[[ THE DATA, beginning ]]

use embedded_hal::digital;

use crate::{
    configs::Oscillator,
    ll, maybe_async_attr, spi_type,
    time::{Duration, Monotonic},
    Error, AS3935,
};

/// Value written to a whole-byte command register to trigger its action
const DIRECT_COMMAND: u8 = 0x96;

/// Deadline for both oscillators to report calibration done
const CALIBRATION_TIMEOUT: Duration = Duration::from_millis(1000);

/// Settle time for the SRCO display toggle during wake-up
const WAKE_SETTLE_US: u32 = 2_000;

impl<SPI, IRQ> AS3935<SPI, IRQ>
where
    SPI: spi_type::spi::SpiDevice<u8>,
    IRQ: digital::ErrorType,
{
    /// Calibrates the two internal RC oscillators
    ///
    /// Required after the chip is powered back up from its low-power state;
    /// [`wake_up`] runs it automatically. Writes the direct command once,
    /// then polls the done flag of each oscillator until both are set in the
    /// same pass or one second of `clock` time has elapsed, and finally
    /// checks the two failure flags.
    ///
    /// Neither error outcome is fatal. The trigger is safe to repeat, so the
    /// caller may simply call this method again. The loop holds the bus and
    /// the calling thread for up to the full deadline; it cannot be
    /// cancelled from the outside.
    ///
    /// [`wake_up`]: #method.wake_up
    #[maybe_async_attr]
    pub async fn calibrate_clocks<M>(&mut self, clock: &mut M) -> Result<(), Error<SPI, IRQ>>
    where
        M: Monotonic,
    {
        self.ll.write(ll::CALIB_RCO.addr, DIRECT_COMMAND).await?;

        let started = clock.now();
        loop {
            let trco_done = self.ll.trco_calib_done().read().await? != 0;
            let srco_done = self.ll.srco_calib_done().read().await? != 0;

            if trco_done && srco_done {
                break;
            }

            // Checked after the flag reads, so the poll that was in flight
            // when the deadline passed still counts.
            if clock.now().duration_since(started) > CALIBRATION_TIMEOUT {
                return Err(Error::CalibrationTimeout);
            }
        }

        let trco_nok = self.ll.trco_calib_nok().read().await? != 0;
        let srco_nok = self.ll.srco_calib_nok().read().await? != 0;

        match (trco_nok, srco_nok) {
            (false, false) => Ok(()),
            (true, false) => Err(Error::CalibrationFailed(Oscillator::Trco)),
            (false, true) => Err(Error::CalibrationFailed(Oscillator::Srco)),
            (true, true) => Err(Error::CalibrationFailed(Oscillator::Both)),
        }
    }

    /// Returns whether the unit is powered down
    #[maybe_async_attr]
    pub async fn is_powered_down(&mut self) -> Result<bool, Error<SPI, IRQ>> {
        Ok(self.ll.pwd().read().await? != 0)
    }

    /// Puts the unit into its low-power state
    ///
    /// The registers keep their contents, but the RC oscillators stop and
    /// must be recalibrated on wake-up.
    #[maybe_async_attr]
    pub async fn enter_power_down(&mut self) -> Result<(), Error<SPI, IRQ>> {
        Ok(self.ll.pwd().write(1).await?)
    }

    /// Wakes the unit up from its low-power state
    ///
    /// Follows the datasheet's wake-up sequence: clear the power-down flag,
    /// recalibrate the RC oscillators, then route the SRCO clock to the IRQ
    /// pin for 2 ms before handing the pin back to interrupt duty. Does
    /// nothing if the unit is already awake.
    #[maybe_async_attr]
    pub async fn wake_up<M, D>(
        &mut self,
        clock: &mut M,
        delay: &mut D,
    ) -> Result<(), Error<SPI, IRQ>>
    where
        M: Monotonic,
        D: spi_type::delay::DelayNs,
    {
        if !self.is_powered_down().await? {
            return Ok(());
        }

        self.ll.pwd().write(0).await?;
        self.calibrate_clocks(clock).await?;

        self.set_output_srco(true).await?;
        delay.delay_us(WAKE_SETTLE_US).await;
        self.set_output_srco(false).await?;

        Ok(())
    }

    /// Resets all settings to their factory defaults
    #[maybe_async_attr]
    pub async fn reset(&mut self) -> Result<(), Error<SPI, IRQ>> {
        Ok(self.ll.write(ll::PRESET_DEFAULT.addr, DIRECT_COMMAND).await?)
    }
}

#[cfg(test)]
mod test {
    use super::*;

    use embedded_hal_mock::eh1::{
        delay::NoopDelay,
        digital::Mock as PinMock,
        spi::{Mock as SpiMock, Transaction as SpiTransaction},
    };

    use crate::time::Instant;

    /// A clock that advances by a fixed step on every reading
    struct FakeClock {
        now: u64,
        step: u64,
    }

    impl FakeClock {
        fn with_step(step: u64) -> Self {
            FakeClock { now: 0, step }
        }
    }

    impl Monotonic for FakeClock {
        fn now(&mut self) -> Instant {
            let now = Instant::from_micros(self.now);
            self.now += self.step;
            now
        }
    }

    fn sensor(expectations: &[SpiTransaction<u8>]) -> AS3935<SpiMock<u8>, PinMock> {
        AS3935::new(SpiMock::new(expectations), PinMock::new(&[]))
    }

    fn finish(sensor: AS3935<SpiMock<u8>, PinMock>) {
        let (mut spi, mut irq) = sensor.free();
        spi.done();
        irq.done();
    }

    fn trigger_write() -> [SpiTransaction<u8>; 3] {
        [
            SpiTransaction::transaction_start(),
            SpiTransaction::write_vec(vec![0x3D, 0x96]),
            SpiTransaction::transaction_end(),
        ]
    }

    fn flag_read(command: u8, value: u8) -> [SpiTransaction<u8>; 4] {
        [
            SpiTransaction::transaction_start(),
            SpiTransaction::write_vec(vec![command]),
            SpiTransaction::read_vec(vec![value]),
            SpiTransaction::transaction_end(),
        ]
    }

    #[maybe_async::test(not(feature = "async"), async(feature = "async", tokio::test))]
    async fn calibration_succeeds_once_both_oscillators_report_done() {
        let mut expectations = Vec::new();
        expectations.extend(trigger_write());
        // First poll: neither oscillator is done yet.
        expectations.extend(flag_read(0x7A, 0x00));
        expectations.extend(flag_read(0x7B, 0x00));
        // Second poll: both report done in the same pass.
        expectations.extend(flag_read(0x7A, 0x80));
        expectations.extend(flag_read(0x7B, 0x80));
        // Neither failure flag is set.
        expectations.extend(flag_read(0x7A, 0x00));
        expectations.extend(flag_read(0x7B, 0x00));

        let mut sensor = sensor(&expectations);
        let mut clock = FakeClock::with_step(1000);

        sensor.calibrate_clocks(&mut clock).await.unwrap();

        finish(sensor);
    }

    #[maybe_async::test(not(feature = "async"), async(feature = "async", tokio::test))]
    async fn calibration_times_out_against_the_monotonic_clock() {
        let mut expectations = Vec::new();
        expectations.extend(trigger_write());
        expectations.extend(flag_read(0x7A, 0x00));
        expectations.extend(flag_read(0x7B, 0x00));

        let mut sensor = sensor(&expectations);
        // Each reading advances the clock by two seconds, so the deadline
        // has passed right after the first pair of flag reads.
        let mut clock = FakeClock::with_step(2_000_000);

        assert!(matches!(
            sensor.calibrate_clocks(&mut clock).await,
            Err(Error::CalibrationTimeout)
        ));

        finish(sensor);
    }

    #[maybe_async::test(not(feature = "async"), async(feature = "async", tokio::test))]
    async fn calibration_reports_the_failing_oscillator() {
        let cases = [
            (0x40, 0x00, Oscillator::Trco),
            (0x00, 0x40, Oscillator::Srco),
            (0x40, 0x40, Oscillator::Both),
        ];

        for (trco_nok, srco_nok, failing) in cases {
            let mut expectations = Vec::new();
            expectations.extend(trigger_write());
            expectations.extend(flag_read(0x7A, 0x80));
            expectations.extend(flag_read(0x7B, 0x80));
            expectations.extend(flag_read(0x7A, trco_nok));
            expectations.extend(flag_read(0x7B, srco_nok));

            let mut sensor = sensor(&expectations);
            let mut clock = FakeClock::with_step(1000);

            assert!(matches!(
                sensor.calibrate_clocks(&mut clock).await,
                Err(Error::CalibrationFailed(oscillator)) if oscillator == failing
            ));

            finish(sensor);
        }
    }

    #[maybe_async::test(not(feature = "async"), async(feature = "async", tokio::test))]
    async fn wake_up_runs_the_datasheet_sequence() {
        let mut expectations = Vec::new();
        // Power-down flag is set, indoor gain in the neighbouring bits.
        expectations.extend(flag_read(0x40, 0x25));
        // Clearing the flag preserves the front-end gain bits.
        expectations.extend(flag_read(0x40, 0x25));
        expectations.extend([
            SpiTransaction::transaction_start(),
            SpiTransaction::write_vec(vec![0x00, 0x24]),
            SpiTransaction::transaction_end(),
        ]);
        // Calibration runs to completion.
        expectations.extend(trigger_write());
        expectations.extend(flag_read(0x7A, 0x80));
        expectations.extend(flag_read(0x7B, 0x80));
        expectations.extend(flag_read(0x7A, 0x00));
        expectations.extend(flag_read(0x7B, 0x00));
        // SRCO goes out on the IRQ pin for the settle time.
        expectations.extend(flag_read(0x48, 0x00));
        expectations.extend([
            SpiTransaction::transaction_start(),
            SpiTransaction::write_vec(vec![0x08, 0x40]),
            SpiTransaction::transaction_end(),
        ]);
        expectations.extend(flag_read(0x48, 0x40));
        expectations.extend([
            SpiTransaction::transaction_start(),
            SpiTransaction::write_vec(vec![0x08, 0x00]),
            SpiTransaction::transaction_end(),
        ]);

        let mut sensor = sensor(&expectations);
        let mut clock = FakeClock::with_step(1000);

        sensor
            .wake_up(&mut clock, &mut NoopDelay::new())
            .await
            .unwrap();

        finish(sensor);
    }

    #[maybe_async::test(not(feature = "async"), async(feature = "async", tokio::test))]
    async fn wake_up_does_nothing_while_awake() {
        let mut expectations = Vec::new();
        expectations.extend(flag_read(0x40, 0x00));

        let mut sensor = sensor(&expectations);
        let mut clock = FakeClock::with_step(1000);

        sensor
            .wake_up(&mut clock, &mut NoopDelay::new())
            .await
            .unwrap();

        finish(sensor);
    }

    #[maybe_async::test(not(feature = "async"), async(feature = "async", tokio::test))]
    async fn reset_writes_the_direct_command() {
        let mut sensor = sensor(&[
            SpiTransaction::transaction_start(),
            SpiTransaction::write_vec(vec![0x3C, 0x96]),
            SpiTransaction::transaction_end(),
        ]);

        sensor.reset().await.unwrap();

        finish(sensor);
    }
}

[[ THE DATA, end ]]

> YOUR GOAL
Return only the lines between the one holding "clock to the IRQ" and the one holding "self.set_output_srco(true).await?;", inclusive, exactly as they appear above.

> RESPONSE FOR THIS EXERCISE
    /// recalibrate the RC oscillators, then route the SRCO clock to the IRQ
    /// pin for 2 ms before handing the pin back to interrupt duty. Does
    /// nothing if the unit is already awake.
    #[maybe_async_attr]
    pub async fn wake_up<M, D>(
        &mut self,
        clock: &mut M,
        delay: &mut D,
    ) -> Result<(), Error<SPI, IRQ>>
    where
        M: Monotonic,
        D: spi_type::delay::DelayNs,
    {
        if !self.is_powered_down().await? {
            return Ok(());
        }

        self.ll.pwd().write(0).await?;
        self.calibrate_clocks(clock).await?;

        self.set_output_srco(true).await?;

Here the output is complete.